It may not be out of place to mention here that the above-named Patrick Huges lost his youthful life in a bathing fatality at Westport Quay, August 1917. He was a youth of much promise, faithful and true to the very core, and his early demise was much regretted by his fellow prisioners and a host of admirers, – R.I.P.

At 7.30 we were all handcuffed and let out through the barrack yard on to Shop Street where hundreds of spectators were assembled, some of whom were sympathetic looking, others scornful looking; curiosity attracted the remainder – the entire spectacle was nature’s own. Some forty members of the R.I.C. and a large number of cavelrymen escorted us from the barrack on by mill Street, the Fair Green, Altamont Street, to Westport Railway Station, and at 8 o’clock, Irish time, our first train journey was begun. Our train arrived at Castlebar station about half-past 8 or a little later. We had a short delay there putting a guard in order, this being done, “quick march” was given and in a few minutes we were bravely marching into the county town, and in less than falf an hour we were inside the grim looking walls of Castlebar jail. We were then led on to a large, but narrow, hall where our eighteen names were called out. the other seventeen men were first called out, and finally the warder or jailer or whatever his profession was, shouted out “Peter Tunney.” I stayed still and said “my name is not Peter, you must have the wrong man.” Ah” but what a shock I go when he yelled out at the top of his voice; “You have come in here as Peter and as Peter you will get what you deserve, come on.” His horrid yells amused me, so without a murmur I followed him till he showed me a door to cell “49” which I entered and then locked the door leaving me in solitude.

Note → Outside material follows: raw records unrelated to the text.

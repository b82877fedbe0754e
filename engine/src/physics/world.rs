//! Static plane world
//!
//! A handful of infinite static planes, each on a collision layer. The solid
//! side of a plane is the half-space behind its normal, so overlapping planes
//! form a union: a flat floor plus a tilted plane gives a floor that turns into
//! a ramp.
//!
//! After every body integration, [`PlaneWorld::resolve`] pushes the body out of
//! any plane it penetrates, removes the velocity component going into the
//! plane, and reports contact-stay events for planes still touched plus
//! contact-exit events for planes that were touched last step but no longer
//! are. That is the callback stream a real engine would deliver.

use glam::Vec3;

use super::ContactEvent;
use super::body::SimpleBody;

/// Distance (meters) within which a body counts as touching a plane.
pub const CONTACT_SKIN: f32 = 0.01;

/// An infinite static plane `normal · p = offset` on one collision layer.
#[derive(Debug, Clone, Copy, PartialEq)]
pub struct StaticPlane {
    /// Unit normal pointing out of the solid side
    pub normal: Vec3,
    /// Signed distance of the plane from the origin along `normal`
    pub offset: f32,
    /// Collision layer reported in contact events
    pub layer: u32,
}

impl StaticPlane {
    /// Create a plane through `point` with the given normal.
    ///
    /// The normal is normalized; a zero normal falls back to world up.
    pub fn through_point(point: Vec3, normal: Vec3, layer: u32) -> Self {
        let normal = normal.try_normalize().unwrap_or(Vec3::Y);
        Self {
            normal,
            offset: normal.dot(point),
            layer,
        }
    }

    /// Horizontal floor at height `y`.
    pub fn floor(y: f32, layer: u32) -> Self {
        Self::through_point(Vec3::new(0.0, y, 0.0), Vec3::Y, layer)
    }

    /// Signed distance from `point` to the plane (positive on the open side).
    #[inline]
    pub fn signed_distance(&self, point: Vec3) -> f32 {
        self.normal.dot(point) - self.offset
    }
}

/// Contact callbacks produced by one [`PlaneWorld::resolve`] call.
#[derive(Debug, Clone, Default, PartialEq)]
pub struct ContactReport {
    /// Contact-persist events, one per touched plane
    pub stays: Vec<ContactEvent>,
    /// Layers of planes whose contact ended this step
    pub exits: Vec<u32>,
}

impl ContactReport {
    /// Check if the report holds no events at all.
    pub fn is_empty(&self) -> bool {
        self.stays.is_empty() && self.exits.is_empty()
    }
}

/// A collection of static planes and the contact state of one body against them.
#[derive(Debug, Clone, Default)]
pub struct PlaneWorld {
    planes: Vec<StaticPlane>,
    touching: Vec<bool>,
}

impl PlaneWorld {
    /// Create an empty world.
    pub fn new() -> Self {
        Self::default()
    }

    /// Add a plane and return its index.
    pub fn add_plane(&mut self, plane: StaticPlane) -> usize {
        self.planes.push(plane);
        self.touching.push(false);
        self.planes.len() - 1
    }

    /// All planes in insertion order.
    pub fn planes(&self) -> &[StaticPlane] {
        &self.planes
    }

    /// Check whether the body touched plane `index` during the last resolve.
    pub fn is_touching(&self, index: usize) -> bool {
        self.touching.get(index).copied().unwrap_or(false)
    }

    /// Resolve the body against every plane and report contact changes.
    ///
    /// Call once per simulation step, after [`SimpleBody::integrate`].
    pub fn resolve(&mut self, body: &mut SimpleBody) -> ContactReport {
        let mut report = ContactReport::default();
        let extent = body.extent();

        for (plane, was_touching) in self.planes.iter().zip(self.touching.iter_mut()) {
            let gap = plane.signed_distance(body.position) - extent;

            if gap <= CONTACT_SKIN {
                if gap < 0.0 {
                    body.position += plane.normal * -gap;
                }
                let into_plane = body.velocity.dot(plane.normal);
                if into_plane < 0.0 {
                    body.velocity -= plane.normal * into_plane;
                }
                report.stays.push(ContactEvent::single(plane.layer, plane.normal));
                *was_touching = true;
            } else if *was_touching {
                report.exits.push(plane.layer);
                *was_touching = false;
            }
        }

        report
    }
}

#[cfg(test)]
mod tests {
    use super::*;

    #[test]
    fn test_plane_through_point() {
        let plane = StaticPlane::through_point(Vec3::new(0.0, 2.0, 0.0), Vec3::Y * 3.0, 0);
        assert_eq!(plane.normal, Vec3::Y);
        assert!((plane.offset - 2.0).abs() < 1e-6);
        assert!((plane.signed_distance(Vec3::new(5.0, 3.0, -1.0)) - 1.0).abs() < 1e-6);
    }

    #[test]
    fn test_resting_body_reports_stay() {
        let mut world = PlaneWorld::new();
        world.add_plane(StaticPlane::floor(0.0, 0));

        let mut body = SimpleBody::new(Vec3::new(0.0, 1.0, 0.0), 1.0);
        body.integrate(0.02);
        let report = world.resolve(&mut body);

        assert_eq!(report.stays, vec![ContactEvent::single(0, Vec3::Y)]);
        assert!(report.exits.is_empty());
        assert!((body.position.y - 1.0).abs() < 1e-5);
        assert_eq!(body.velocity.y, 0.0);
        assert!(world.is_touching(0));
    }

    #[test]
    fn test_leaving_plane_reports_exit_once() {
        let mut world = PlaneWorld::new();
        world.add_plane(StaticPlane::floor(0.0, 3));

        let mut body = SimpleBody::new(Vec3::new(0.0, 1.0, 0.0), 1.0);
        world.resolve(&mut body);

        body.velocity = Vec3::new(0.0, 5.0, 0.0);
        body.integrate(0.1);
        let report = world.resolve(&mut body);
        assert_eq!(report.exits, vec![3]);
        assert!(report.stays.is_empty());

        body.integrate(0.01);
        assert!(world.resolve(&mut body).is_empty());
    }

    #[test]
    fn test_ramp_union_with_floor() {
        let mut world = PlaneWorld::new();
        world.add_plane(StaticPlane::floor(0.0, 0));
        let ramp_normal = Vec3::new(-(30f32.to_radians().sin()), 30f32.to_radians().cos(), 0.0);
        world.add_plane(StaticPlane::through_point(Vec3::new(10.0, 0.0, 0.0), ramp_normal, 0));

        // Well before the ramp only the floor is touched
        let mut body = SimpleBody::new(Vec3::new(0.0, 1.0, 0.0), 1.0);
        let report = world.resolve(&mut body);
        assert_eq!(report.stays.len(), 1);

        // Past the ramp foot the body is pushed up onto the ramp
        let mut body = SimpleBody::new(Vec3::new(20.0, 1.0, 0.0), 1.0);
        let report = world.resolve(&mut body);
        assert!(report.stays.iter().any(|e| e.normals[0] == world.planes()[1].normal));
        assert!(body.position.y > 1.0);
    }
}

When I found myself locked up in the prison cell, I for a few moments sat down in contemplation after which I put a “blossom” on my “Forty-three.” At the time I never knew an eye was watching me at the “peep-hole” (a peep-hole or spy-hole, is in every prison door). No sooner had I the pipe kindled than I heard a terrible roar outside the door, I knew not what it was for. Immediately the door banged open and the warder or jailor who was after locking the door rushed in and shouted: “What the devil are you doing?” “I thought ‘twas no harm,” said I to him. “Harm be damned” said he, “I’ll soon part yourself and your pipe me boyo.” He rushed out again quite passionate and by the time the door was locked I had repented enough for the offence.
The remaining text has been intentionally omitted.